The following letter was submitted to the WSWS in response to the August 11 explosion which occurred at the Clairton Coke Works facility near Pittsburgh. Two steel workers, 39-year-old Timothy Quinn and 52-year-old Steven Menefee, were killed and 10 injured.

To send your own statements, fill out the form below. They will be published anonymously unless requested otherwise.

Workers leaving the Clairton Coke Works at shift change. [Photo: WSWS]

To the workers and families at the Clairton Coke Works:

I am a former steelworker from Baltimore. I am writing to offer my condolences to the families of Brothers Quinn and Menefee as well as hope for full recoveries for the workers injured in the Clairton Works disaster.

I worked at the Bethlehem Steel Sparrows Point facility in Baltimore over 20 years ago before they went bankrupt. I left when they declared bankruptcy, which was the “writing was on the wall.” I was a fourth-generation steelworker, and I’m sure many of you come from mill families.

Bethlehem paid over $600 million to buy Lukens plate mills near Philadelphia in the late 90s, they also spent $300 million to build a modern cold roll mill at Sparrows Point around this same time. The building of the cold sheet mill could be justified, however the purchase of Lukens was foolish.

Sparrows Point had a money-making plate mill already in operation. The purchase of Lukens was only to eliminate a competitor and capture their customer base. The company became mired in debt and eventually folded when steel prices collapsed. Bush administration tariffs did not save Bethlehem Steel.

I mention this history only because of its similarities with US Steel. US Steel spent a large sum buying the Big River electric arc furnace facility in Arkansas. They were following the blueprint of Nucor, electric arc furnaces in lower wage non-unionized southern states.

Of course these debts taken on by US Steel to fund this purchase cannot harm profits, capitalism would not allow it. Cost cutting at the expense of safety, wages, and benefits will pay this bill—hence the lack of investment in the Mon Valley facilities. The explosion at Clairton was a payment in worker’s blood.

Enter Nippon Steel, a large multinational corporation with facilities throughout the world. These companies purchase their competitors and run their facilities into the ground, squeezing every drop of profit from them, and when they can no longer be band-aided together, sell them off for scrap. Their attitude is: damn the workers and communities supported by the mills!

The merger between US Steel and Nippon steel was opposed by the United Steelworkers officials, who claim that workers can protect their jobs by keeping steel “American-made.” But one company is not better than another, this is a feature of the capitalist system. Workers and their communities are commodities no different than the coke, lime, and ore pellets fed into the furnaces. The profits extracted from our labor is all that matters to the capitalist.

This identical situation exists across all industries, across all countries, all owned by the same big banks and multinational corporations.

The USW officials will not fight the capitalists. Just as they have spent decades giving up one concession after the other to US Steel in the name of “competitiveness,” they will offer concessionary deals to Nippon while telling workers these deals are necessary to keep the mills open.

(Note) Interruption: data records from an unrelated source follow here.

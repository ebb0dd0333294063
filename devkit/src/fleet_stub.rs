/*!
Mock hyperviseur et runtime conteneurs

Remplacent Proxmox et Docker dans les tests : la flotte est scriptée, chaque
appel est compté, et une panne ou une latence peut être injectée par hôte.
*/

use async_trait::async_trait;
use grid_kernel::collector::{ContainerRuntime, GuestInfo, Hypervisor, RuntimeAccess, RuntimeConnector};
use grid_kernel::error::{GridError, GridResult};
use grid_kernel::models::WorkloadRecord;
use parking_lot::Mutex;
use std::collections::HashMap;
use std::sync::atomic::{AtomicUsize, Ordering};
use std::sync::Arc;
use std::time::Duration;

#[derive(Debug, Clone)]
struct ScriptedGuest {
    node: String,
    info: GuestInfo,
    addresses: Vec<String>,
}

/// Hyperviseur scripté : nœuds, invités et adresses fixés par le test
#[derive(Default)]
pub struct MockHypervisor {
    guests: Mutex<Vec<ScriptedGuest>>,
    unreachable: Mutex<Option<String>>,
    listings: AtomicUsize,
}

impl MockHypervisor {
    pub fn new() -> Self {
        Self::default()
    }

    /// Ajoute une VM sur le nœud `node` (vmid attribué dans l'ordre d'ajout)
    pub fn vm(self, node: &str, name: &str, running: bool, uptime_secs: u64, addresses: &[&str]) -> Self {
        {
            let mut guests = self.guests.lock();
            let vmid = 100 + guests.len() as u32;
            guests.push(ScriptedGuest {
                node: node.to_string(),
                info: GuestInfo { vmid, name: name.to_string(), running, uptime_secs, template: false },
                addresses: addresses.iter().map(|a| a.to_string()).collect(),
            });
        }
        self
    }

    pub fn template(self, node: &str, name: &str) -> Self {
        {
            let mut guests = self.guests.lock();
            let vmid = 9000 + guests.len() as u32;
            guests.push(ScriptedGuest {
                node: node.to_string(),
                info: GuestInfo { vmid, name: name.to_string(), running: false, uptime_secs: 0, template: true },
                addresses: Vec::new(),
            });
        }
        self
    }

    /// Toute énumération échoue ensuite avec `reason`
    pub fn set_unreachable(&self, reason: &str) {
        *self.unreachable.lock() = Some(reason.to_string());
    }

    /// Nombre d'énumérations de nœuds (= collectes live d'hôtes)
    pub fn listing_count(&self) -> usize {
        self.listings.load(Ordering::SeqCst)
    }
}

#[async_trait]
impl Hypervisor for MockHypervisor {
    async fn nodes(&self) -> GridResult<Vec<String>> {
        self.listings.fetch_add(1, Ordering::SeqCst);
        if let Some(reason) = self.unreachable.lock().clone() {
            return Err(GridError::collection("hypervisor", reason));
        }
        let mut nodes: Vec<String> = self.guests.lock().iter().map(|g| g.node.clone()).collect();
        nodes.sort();
        nodes.dedup();
        Ok(nodes)
    }

    async fn guests(&self, node: &str) -> GridResult<Vec<GuestInfo>> {
        Ok(self.guests.lock().iter().filter(|g| g.node == node).map(|g| g.info.clone()).collect())
    }

    async fn guest_addresses(&self, node: &str, vmid: u32) -> GridResult<Vec<String>> {
        self.guests
            .lock()
            .iter()
            .find(|g| g.node == node && g.info.vmid == vmid)
            .map(|g| g.addresses.clone())
            .ok_or_else(|| GridError::collection(node, format!("guest agent not running on {vmid}")))
    }
}

#[derive(Clone)]
enum Behaviour {
    Workloads(Vec<WorkloadRecord>),
    Fail(String),
}

#[derive(Default)]
struct RuntimeState {
    behaviours: HashMap<String, Behaviour>,
    delays: HashMap<String, Duration>,
    lists: HashMap<String, usize>,
    in_flight: usize,
    peak: usize,
}

/// Runtime conteneurs scripté, indexé par machine cible
/// (IP pour `ssh://user@ip`, `self` pour le démon local, URL pour HTTP)
#[derive(Default)]
pub struct MockRuntimeConnector {
    state: Arc<Mutex<RuntimeState>>,
    opened: Arc<AtomicUsize>,
    closed: Arc<AtomicUsize>,
}

fn target_of(access: &RuntimeAccess) -> String {
    match access {
        RuntimeAccess::Local => "self".to_string(),
        RuntimeAccess::Ssh(target) => target.rsplit('@').next().unwrap_or(target).to_string(),
        RuntimeAccess::Http(base) => base.clone(),
    }
}

impl MockRuntimeConnector {
    pub fn new() -> Self {
        Self::default()
    }

    pub fn with_workloads(self, target: &str, workloads: Vec<WorkloadRecord>) -> Self {
        self.state.lock().behaviours.insert(target.to_string(), Behaviour::Workloads(workloads));
        self
    }

    pub fn failing(self, target: &str, reason: &str) -> Self {
        self.state.lock().behaviours.insert(target.to_string(), Behaviour::Fail(reason.to_string()));
        self
    }

    /// Chaque listing sur `target` attend `delay` avant de répondre
    pub fn slow(self, target: &str, delay: Duration) -> Self {
        self.state.lock().delays.insert(target.to_string(), delay);
        self
    }

    /// Listings effectués, toutes cibles confondues
    pub fn list_count(&self) -> usize {
        self.state.lock().lists.values().sum()
    }

    /// Plus grand nombre de listings simultanés observé
    pub fn peak_concurrency(&self) -> usize {
        self.state.lock().peak
    }

    pub fn lists_for(&self, target: &str) -> usize {
        self.state.lock().lists.get(target).copied().unwrap_or(0)
    }

    /// Sessions ouvertes et pas encore fermées
    pub fn open_sessions(&self) -> usize {
        self.opened.load(Ordering::SeqCst) - self.closed.load(Ordering::SeqCst)
    }
}

#[async_trait]
impl RuntimeConnector for MockRuntimeConnector {
    async fn connect(&self, access: &RuntimeAccess) -> GridResult<Box<dyn ContainerRuntime>> {
        self.opened.fetch_add(1, Ordering::SeqCst);
        Ok(Box::new(MockSession {
            target: target_of(access),
            state: self.state.clone(),
            closed: self.closed.clone(),
        }))
    }
}

struct MockSession {
    target: String,
    state: Arc<Mutex<RuntimeState>>,
    closed: Arc<AtomicUsize>,
}

#[async_trait]
impl ContainerRuntime for MockSession {
    async fn list_workloads(&self) -> GridResult<Vec<WorkloadRecord>> {
        let (behaviour, delay) = {
            let mut state = self.state.lock();
            *state.lists.entry(self.target.clone()).or_default() += 1;
            state.in_flight += 1;
            state.peak = state.peak.max(state.in_flight);
            (state.behaviours.get(&self.target).cloned(), state.delays.get(&self.target).copied())
        };
        if let Some(delay) = delay {
            tokio::time::sleep(delay).await;
        }
        self.state.lock().in_flight -= 1;
        match behaviour {
            Some(Behaviour::Workloads(w)) => Ok(w),
            Some(Behaviour::Fail(reason)) => Err(GridError::collection(&self.target, reason)),
            None => Ok(Vec::new()),
        }
    }

    async fn close(&self) {
        self.closed.fetch_add(1, Ordering::SeqCst);
    }
}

Worker’s struggle cannot be limited to the trade union officials or the confines of one country. Just as the capitalists operate across industries and borders, so must American steelworkers unite with workers of other industries and workers across the world.

We make the profits, we demand our share of the profits. It is time for us to build towards a general strike. Workers must build socialist consciousness and understand that our politics are socialism, the reorganization of society for the benefit of workers, not the parasitic oligarchs.